こうした気まぐれな手法による拘束が恐怖を増幅させている。著名なウイグル族の民族学者ラハイル・ダウット氏は、
昨年12月にウルムチから北京に向かう途中で姿を消し、その後消息不明となっている。同氏は、忍耐が必要と説き、
政治にはかかわっていなかった。
こうした強硬手段は、中国北西部の新疆ウイグル自治区に対する広範な締め付け策の一環である。

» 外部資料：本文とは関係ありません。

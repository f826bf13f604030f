//! User filter state.

use super::record::Status;

/// Date-range presets offered by the UI, in days. `0` means all dates.
pub const DATE_RANGE_PRESETS: [u32; 5] = [0, 1, 2, 7, 30];

// ===== DateRange =====

/// Look-back window in whole days. `0` is unbounded.
#[derive(Debug, Clone, Copy, PartialEq, Eq, Hash, Default)]
pub struct DateRange(u32);

impl DateRange {
    /// No date restriction.
    pub const ALL: DateRange = DateRange(0);

    /// Window of `days` days. `0` means unbounded.
    pub fn days(days: u32) -> Self {
        Self(days)
    }

    /// Window length in days.
    pub fn get(self) -> u32 {
        self.0
    }

    /// True for the all-dates window.
    pub fn is_unbounded(self) -> bool {
        self.0 == 0
    }

    /// Next preset after this one, wrapping back to all dates.
    /// A value that is not a preset moves to the first preset above it.
    pub fn next_preset(self) -> Self {
        DATE_RANGE_PRESETS
            .into_iter()
            .find(|&days| days > self.0)
            .map(Self)
            .unwrap_or(Self::ALL)
    }

    /// Human-readable label, e.g. "All Dates" or "Last 7 Days".
    pub fn label(self) -> String {
        match self.0 {
            0 => "All Dates".to_string(),
            1 => "Last 1 Day".to_string(),
            days => format!("Last {} Days", days),
        }
    }
}

// ===== FilterState =====

/// Search text, status filter and date range applied to the current page.
#[derive(Debug, Clone, PartialEq, Eq, Default)]
pub struct FilterState {
    /// Case-insensitive substring matched against the record name. Empty matches all.
    pub search_text: String,
    /// Exact status match when set.
    pub status: Option<Status>,
    /// Look-back window counted from today.
    pub date_range: DateRange,
}

impl FilterState {
    /// True when no filter narrows the page.
    pub fn is_default(&self) -> bool {
        self.search_text.is_empty() && self.status.is_none() && self.date_range.is_unbounded()
    }

    /// Cycle the status filter: none → ACTIVE → INACTIVE → BLOCKED → none.
    pub fn cycle_status(&mut self) {
        self.status = match self.status {
            None => Some(Status::Active),
            Some(Status::Active) => Some(Status::Inactive),
            Some(Status::Inactive) => Some(Status::Blocked),
            Some(Status::Blocked) => None,
        };
    }

    /// Move to the next date-range preset.
    pub fn cycle_date_range(&mut self) {
        self.date_range = self.date_range.next_preset();
    }

    /// Reset every filter.
    pub fn clear(&mut self) {
        *self = Self::default();
    }
}
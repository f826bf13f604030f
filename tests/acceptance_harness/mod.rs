//! Acceptance Test Harness for TUI testing
//!
//! Wraps `TuiApp<TestBackend>` with a high-level API for simulating user
//! interactions. Time is driven explicitly through `render_at` / `tick_at`
//! so reveal timing is deterministic.

#![allow(dead_code)]

use chrono::NaiveDate;
use crossterm::event::{KeyCode, KeyEvent, KeyModifiers};
use ratatui::backend::TestBackend;
use ratatui::Terminal;
use recview::config::{BrowserConfig, KeyBindings};
use recview::model::{AppError, FilterState, PageIndex};
use recview::source::{FileSource, PageFetcher, PageSource};
use recview::state::ViewState;
use recview::view::{TableStyles, TuiApp};
use std::sync::Arc;
use std::time::{Duration, Instant};

/// Calendar date every harness starts on.
pub const TODAY: (i32, u32, u32) = (2025, 3, 10);

/// How long to wait for a background fetch before failing.
pub const FETCH_WAIT: Duration = Duration::from_secs(5);

pub fn today() -> NaiveDate {
    let (y, m, d) = TODAY;
    NaiveDate::from_ymd_opt(y, m, d).expect("valid harness date")
}

/// Convert a ratatui buffer to a string representation for snapshot testing.
///
/// Empty trailing lines are removed to keep snapshots clean.
pub fn buffer_to_string(buffer: &ratatui::buffer::Buffer) -> String {
    let area = buffer.area();
    let mut lines = Vec::new();

    for y in area.top()..area.bottom() {
        let mut line = String::new();
        for x in area.left()..area.right() {
            line.push_str(buffer[(x, y)].symbol());
        }
        let trimmed = line.trim_end();
        if !trimmed.is_empty() {
            lines.push(trimmed.to_string());
        }
    }

    lines.join("\n")
}

/// Test harness for acceptance testing
pub struct AcceptanceTestHarness {
    app: TuiApp<TestBackend>,
    running: bool,
}

impl AcceptanceTestHarness {
    /// Load a records fixture with default settings at 80x24.
    pub fn from_fixture(path: &str) -> Result<Self, AppError> {
        let config = BrowserConfig::default();
        let source = FileSource::open(path, config.page_size)?;
        Self::from_source(Arc::new(source), config, FilterState::default(), 80, 24)
    }

    /// Build a harness around any page source. Nothing is fetched yet.
    pub fn from_source(
        source: Arc<dyn PageSource>,
        config: BrowserConfig,
        filters: FilterState,
        width: u16,
        height: u16,
    ) -> Result<Self, AppError> {
        let terminal = Terminal::new(TestBackend::new(width, height))?;
        let state = ViewState::new(config, PageIndex::FIRST, filters, today());
        let app = TuiApp::with_terminal(
            terminal,
            state,
            PageFetcher::new(source),
            KeyBindings::default(),
            TableStyles::default(),
        );

        Ok(Self {
            app,
            running: true,
        })
    }

    /// Issue the initial fetch without waiting for it.
    pub fn mount(&mut self) {
        self.app.start();
    }

    /// Issue the initial fetch and wait for it to land.
    pub fn mount_and_load(&mut self) {
        self.mount();
        assert!(self.wait_for_fetch(), "initial page did not load");
    }

    /// Block until one fetch completes and is dispatched.
    pub fn wait_for_fetch(&mut self) -> bool {
        self.app.await_fetch(FETCH_WAIT)
    }

    pub fn send_key(&mut self, code: KeyCode) {
        self.send_key_with_mods(code, KeyModifiers::NONE);
    }

    pub fn send_key_with_mods(&mut self, code: KeyCode, modifiers: KeyModifiers) {
        if self.app.handle_key(KeyEvent::new(code, modifiers)) {
            self.running = false;
        }
    }

    /// Send a key and wait for the page fetch it triggered, if any.
    pub fn send_key_and_settle(&mut self, code: KeyCode) {
        self.send_key(code);
        if self.app.state().is_loading() {
            assert!(self.wait_for_fetch(), "fetch after {:?} did not complete", code);
        }
    }

    pub fn type_text(&mut self, text: &str) {
        for ch in text.chars() {
            self.send_key(KeyCode::Char(ch));
        }
    }

    pub fn render_at(&mut self, now: Instant) {
        self.app.draw_at(now).expect("TestBackend draw cannot fail");
    }

    pub fn tick_at(&mut self, now: Instant) {
        self.app.tick_at(now, today());
    }

    /// Render a frame and return the screen contents.
    pub fn render_to_string(&mut self) -> String {
        self.render_at(Instant::now());
        buffer_to_string(self.app.terminal().backend().buffer())
    }

    pub fn state(&self) -> &ViewState {
        self.app.state()
    }

    pub fn is_running(&self) -> bool {
        self.running
    }

    /// Ids of the rows currently shown, in display order.
    pub fn row_ids(&self) -> Vec<String> {
        self.state().rows().iter().map(|r| r.id.to_string()).collect()
    }
}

新疆ウイグル地区では、ウイグル族とそれより少数派のカザフ族が人口の過半数を占めている。昨年には、同地区の
治安関係予算はほぼ倍増され、都市部に配備される警察官が3万人増員された。
中国治安当局はまた、公共の場に顔認証カメラを設置している。住民は自家用車に追跡装置を装備し、
携帯電話にはモニタリング・ソフトウエアを搭載することが義務付けられている。強制的な「健康診断」で採取された
血液サンプルを基に、同地区全体を網羅するDNAデータベースの構築が進んでいる。
当局は、イスラム原理主義を撲滅しようとしていると主張する。過激派「イスラム国(IS)」や国際テロ組織
アルカイダに感化されたグループによる小規模なテロ攻撃が何件か起きているようだ。またシリア政府は、
ISとともに5000人のウイグル族が同国の内戦で戦っていたと主張する。
しかし、ウイグル族は総じて、穏健な形態のイスラム教を信仰しており、長年、過激化には抵抗してきた。
これが変わりつつあるとすれば、それは、イスラム信仰のどんな表現をも処罰するという中国政府の方針が主因だ。
例えば当局は近年、ウイグル族がラマダン(断食月)に飲食を絶ち、あごひげをたくわえ、自分の子にイスラム式の
名前を付けることを禁止した。また、宗教関連の文書などがないかどうかウイグル族の自宅を捜索し、
多くのモスク(イスラム寺院)が取り壊された。
フロリダ州選出のマルコ・ルビオ上院議員(共和)は10日、このような弾圧について本紙に寄稿したばかりで、
責任ある当局者に制裁を科すよう米政府に求めている幾人かの議員の1人だ。
またマイク・ペンス副大統領は中国によるイスラム教徒の扱い方を糾弾した。
さらに10日、中国による人権弾圧が国際規約に違反しているとする証拠を国連の人種差別撤廃委員会が検証した。
ウイグル族の窮状には大きな意味がある。中国の最高指導者・習近平氏は毛沢東以降みられなかったような
プロバガンダ戦術、監視、拘束といった手段を駆使している。中国の警察は、まず新疆(ウイグル自治区)で
新技術や監視技術を先駆的に導入し、その後、こうした技術を全国的に展開しつつある。米国は中国政府との間で
多くの重要な争点を抱えているが、組織的なウイグル族弾圧は、習政権の本質をあらわにしている。